As pessimism built in college football circles about the chances for a fall season, sources noted the reluctance of schools and leagues to be the first to drop out. Days after UConn became the first FBS program to cancel its football season, the Mid-American Conference decided not to play football in the fall.
The MAC’s decision Saturday to postpone its fall sports season could have a major effect throughout the country. Here’s a look at key questions surrounding the MAC’s decision.
How did the MAC get here?
League presidents met Thursday to discuss the fall sports season but could not reach a conclusion and moved a vote to Saturday morning. Northern Illinois in particular had expressed its opposition to playing football and other sports this fall. Other schools had similar reservations, which led to Saturday’s vote not to play.
MAC commissioner Dr. Jon Steinbrecher said the decision to postpone the season was a unanimous one by conference presidents who were looking out for the best interests of the student-athletes.
“Clearly, we are charting a conservative path, and it is one that has been recommended by our medical advisory group,” Steinbrecher said. “There are simply too many unknowns for us to put our student-athletes in situations that are not clearly understood. We have traditionally been a leader on student-athlete well-being issues.
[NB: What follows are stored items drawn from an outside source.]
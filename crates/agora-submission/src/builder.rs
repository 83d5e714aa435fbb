use crate::error::{Result, SubmissionError};
use crate::scanner::SourceScanner;
use agora_types::{ParticipantId, SubmissionId};
use async_trait::async_trait;
use std::path::PathBuf;
use std::process::Stdio;
use std::time::Duration;
use tokio::process::Command;
use tokio::time::timeout;
use tracing::{info, warn};

/// Deterministic image tag for `(participant_id, commit_hash)`: rebuilding
/// the same claim always addresses the same image.
pub fn image_tag(participant: &ParticipantId, commit_hash: &str) -> String {
    let mut hasher = blake3::Hasher::new();
    hasher.update(b"agora:image");
    hasher.update(participant.as_str().as_bytes());
    hasher.update(commit_hash.as_bytes());
    let digest = hasher.finalize();
    format!("agora-analyzer:{}", &hex::encode(digest.as_bytes())[..16])
}

/// Build seam: turns a fetched claim into an addressable image tag. The
/// engine's tests stub this; production uses `GitDockerBuilder`.
#[async_trait]
pub trait ImageBuilder: Send + Sync {
    async fn build(
        &self,
        submission_id: &SubmissionId,
        participant: &ParticipantId,
        repository_url: &str,
        commit_hash: &str,
    ) -> Result<String>;
}

/// Fetches the repository at the exact commit, scans the source tree, and
/// builds the image with `docker build`. This is the only networked
/// component in the engine.
pub struct GitDockerBuilder {
    work_root: PathBuf,
    docker_bin: String,
    git_bin: String,
    clone_timeout: Duration,
    build_timeout: Duration,
    scanner: SourceScanner,
}

impl GitDockerBuilder {
    pub fn new(work_root: impl Into<PathBuf>) -> Self {
        Self {
            work_root: work_root.into(),
            docker_bin: "docker".to_string(),
            git_bin: "git".to_string(),
            clone_timeout: Duration::from_secs(120),
            build_timeout: Duration::from_secs(600),
            scanner: SourceScanner::new(),
        }
    }

    pub fn with_build_timeout(mut self, build_timeout: Duration) -> Self {
        self.build_timeout = build_timeout;
        self
    }

    async fn run_checked(
        mut cmd: Command,
        budget: Duration,
        failure: impl Fn(String) -> SubmissionError,
        timeout_error: SubmissionError,
    ) -> Result<()> {
        cmd.stdin(Stdio::null())
            .stdout(Stdio::piped())
            .stderr(Stdio::piped())
            .kill_on_drop(true);

        let child = cmd.spawn().map_err(|e| failure(e.to_string()))?;
        let output = match timeout(budget, child.wait_with_output()).await {
            Err(_) => return Err(timeout_error),
            Ok(result) => result.map_err(|e| failure(e.to_string()))?,
        };

        if !output.status.success() {
            let stderr = String::from_utf8_lossy(&output.stderr);
            let tail: String = stderr.chars().rev().take(1000).collect::<Vec<_>>().into_iter().rev().collect();
            return Err(failure(tail));
        }
        Ok(())
    }

    /// Clone at depth 1 then pin to the exact commit. Shallow clones do not
    /// carry arbitrary history, so the checkout fetches the commit
    /// explicitly first.
    async fn fetch_at_commit(
        &self,
        workspace: &PathBuf,
        repository_url: &str,
        commit_hash: &str,
    ) -> Result<()> {
        if workspace.exists() {
            std::fs::remove_dir_all(workspace)?;
        }
        std::fs::create_dir_all(workspace)?;

        let dest = workspace.display().to_string();
        let mut clone = Command::new(&self.git_bin);
        clone.args(["clone", "--depth", "1", repository_url, dest.as_str()]);
        Self::run_checked(
            clone,
            self.clone_timeout,
            SubmissionError::CloneFailed,
            SubmissionError::CloneFailed("clone timed out".into()),
        )
        .await?;

        let mut fetch = Command::new(&self.git_bin);
        fetch
            .current_dir(workspace)
            .args(["fetch", "--depth", "1", "origin", commit_hash]);
        Self::run_checked(
            fetch,
            self.clone_timeout,
            SubmissionError::CheckoutFailed,
            SubmissionError::CheckoutFailed("fetch timed out".into()),
        )
        .await?;

        let mut checkout = Command::new(&self.git_bin);
        checkout
            .current_dir(workspace)
            .args(["checkout", commit_hash]);
        Self::run_checked(
            checkout,
            Duration::from_secs(30),
            SubmissionError::CheckoutFailed,
            SubmissionError::CheckoutFailed("checkout timed out".into()),
        )
        .await
    }
}

#[async_trait]
impl ImageBuilder for GitDockerBuilder {
    async fn build(
        &self,
        submission_id: &SubmissionId,
        participant: &ParticipantId,
        repository_url: &str,
        commit_hash: &str,
    ) -> Result<String> {
        let workspace = self.work_root.join(submission_id.to_hex());

        self.fetch_at_commit(&workspace, repository_url, commit_hash)
            .await?;
        info!(
            submission_id = %submission_id,
            commit = commit_hash,
            "repository fetched"
        );

        let violations = self.scanner.scan_workspace(&workspace);
        if let Some(first) = violations.first() {
            warn!(
                submission_id = %submission_id,
                category = first.category,
                signature = first.signature,
                total = violations.len(),
                "🚫 source scan rejected submission"
            );
            let reason = format!(
                "{} signature '{}' in {}",
                first.category,
                first.signature,
                first.file.display()
            );
            let _ = std::fs::remove_dir_all(&workspace);
            return Err(SubmissionError::ScanRejected(reason));
        }

        let tag = image_tag(participant, commit_hash);
        let mut build = Command::new(&self.docker_bin);
        build
            .current_dir(&workspace)
            .args(["build", "-t", tag.as_str(), "."]);
        let build_result = Self::run_checked(
            build,
            self.build_timeout,
            SubmissionError::BuildFailed,
            SubmissionError::BuildTimeout(self.build_timeout.as_secs()),
        )
        .await;

        // The workspace is only needed for the build.
        let _ = std::fs::remove_dir_all(&workspace);
        build_result?;

        info!(submission_id = %submission_id, tag = %tag, "🐳 image built");
        Ok(tag)
    }
}

#[cfg(test)]
mod tests {
    use super::*;

    #[test]
    fn test_image_tag_deterministic() {
        let alice = ParticipantId::new("alice");
        let commit = "a".repeat(40);
        assert_eq!(image_tag(&alice, &commit), image_tag(&alice, &commit));
    }

    #[test]
    fn test_image_tag_distinguishes_inputs() {
        let alice = ParticipantId::new("alice");
        let bob = ParticipantId::new("bob");
        let commit = "a".repeat(40);
        assert_ne!(image_tag(&alice, &commit), image_tag(&bob, &commit));
        assert_ne!(
            image_tag(&alice, &commit),
            image_tag(&alice, &"b".repeat(40))
        );
    }

    #[test]
    fn test_image_tag_shape() {
        let tag = image_tag(&ParticipantId::new("alice"), &"a".repeat(40));
        let (repo, version) = tag.split_once(':').unwrap();
        assert_eq!(repo, "agora-analyzer");
        assert_eq!(version.len(), 16);
        assert!(version.bytes().all(|b| b.is_ascii_hexdigit()));
    }
}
This has not been an easy decision, but for the Mid-American Conference, it was the right decision.”
What motivated the MAC to opt out of the fall season?
Health and safety concerns drove Northern Illinois to speak out strongly against the fall season. Athletic director Sean Frazier has been advocating to move football to the spring, telling the Chicago Tribune last month, “At least it gets us on track, and the following year we’ve learned our lessons and can have a traditional season. If we can’t get to the point of making that decision now, we’re going to be in trouble. For me, time is running out. Is [COVID-19] going to plateau? Is it going to decline? If not, we need to punt.”
Other MAC schools also were hesitant, both from a health-and-safety standpoint and the financial challenges of handling testing and meeting other protocols around competition. Several MAC schools have cut sports programs during the pandemic, and the financial challenges in the league are more pronounced than most around college football.
Steinbrecher said that based on medical advice and conversations within the conference, ultimately leadership was not comfortable putting the student-athletes in situations that students outside of the competitive arena would not experience.
“They’re different; it’s more risk, and there’s risks that aren’t completely, or there’s things we just don’t completely understand about this virus at this point,” Steinbrecher said. “I’m not a doctor and I’m not in position to really annunciate all of those things. However, we’re comfortable that we’re making the right decision for intercollegiate athletics.”
Having to bring the students back to campus is a differentiating factor from professional sports, which are able to create bubbles to keep athletes safe. Steinbrecher said that is not the world they live in on college campuses and would not be feasible.
What about a spring season?
The MAC likely will explore a spring season for football and its other fall sports, although there are plenty of hurdles to clear. Most MAC coaches strongly preferred a fall season and have concerns about players transferring to other FBS schools that are more likely to play games this fall. But the spring is a viable option for MAC football, especially as FCS leagues explore the possibilities.
Steinbrecher said that as of now, it is the conference’s intention to provide athletic opportunities in the spring, but that is still to be determined. The conference has a working plan to develop what a full calendar year would look like in 2021, including spring athletics, that will involve administrators, coaches, student-athletes, faculty, athletic training staff and doctors.
“This fall our presidents will get updates on a monthly report,” Steinbrecher said. “By mid-fall, we’ll have plans in place that will have been approved. Then somewhere later this fall, whether that’s in November, whether it’s December, I think the virus will have a big determination in our ability to ultimately say it’s a go or a no-go.”
What does the MAC’s decision mean for other conferences?
Sources expect other FBS leagues, including from the Power 5, to seriously consider following the MAC’s decision and not compete in football and other fall sports. But it might take a Power 5 league like the Pac-12 or Big Ten to opt out for the dominoes to really start falling. “If a P-5 conference or school shuts down, different game then,” a Group of 5 athletic director texted after the MAC’s decision. A Group of 5 coach who opposes playing in the fall added, “Just end the madness and let’s move on!”
Big Ten presidents are expected to meet later on Saturday, while Pac-12 presidents are scheduled to meet on Tuesday.
How does the MAC’s decision affect the Power 5 football schedule?
The decisions by the Big Ten and other Power 5 conferences to cancel most or all of their nonconference games had limited the MAC’s inventory of such opportunities. But some still remained, including Western Michigan’s Sept. 19 trip to Notre Dame, which now must find another non-league opponent, with Navy and Arkansas both off the schedule. MAC members Buffalo and Ball State still had matchups set with Big 12 members Kansas State and Iowa State, respectively. Defending MAC champion Miami (Ohio) was set to open the season on Sept. 12 at Pitt. Several matchups with AAC schools are now off.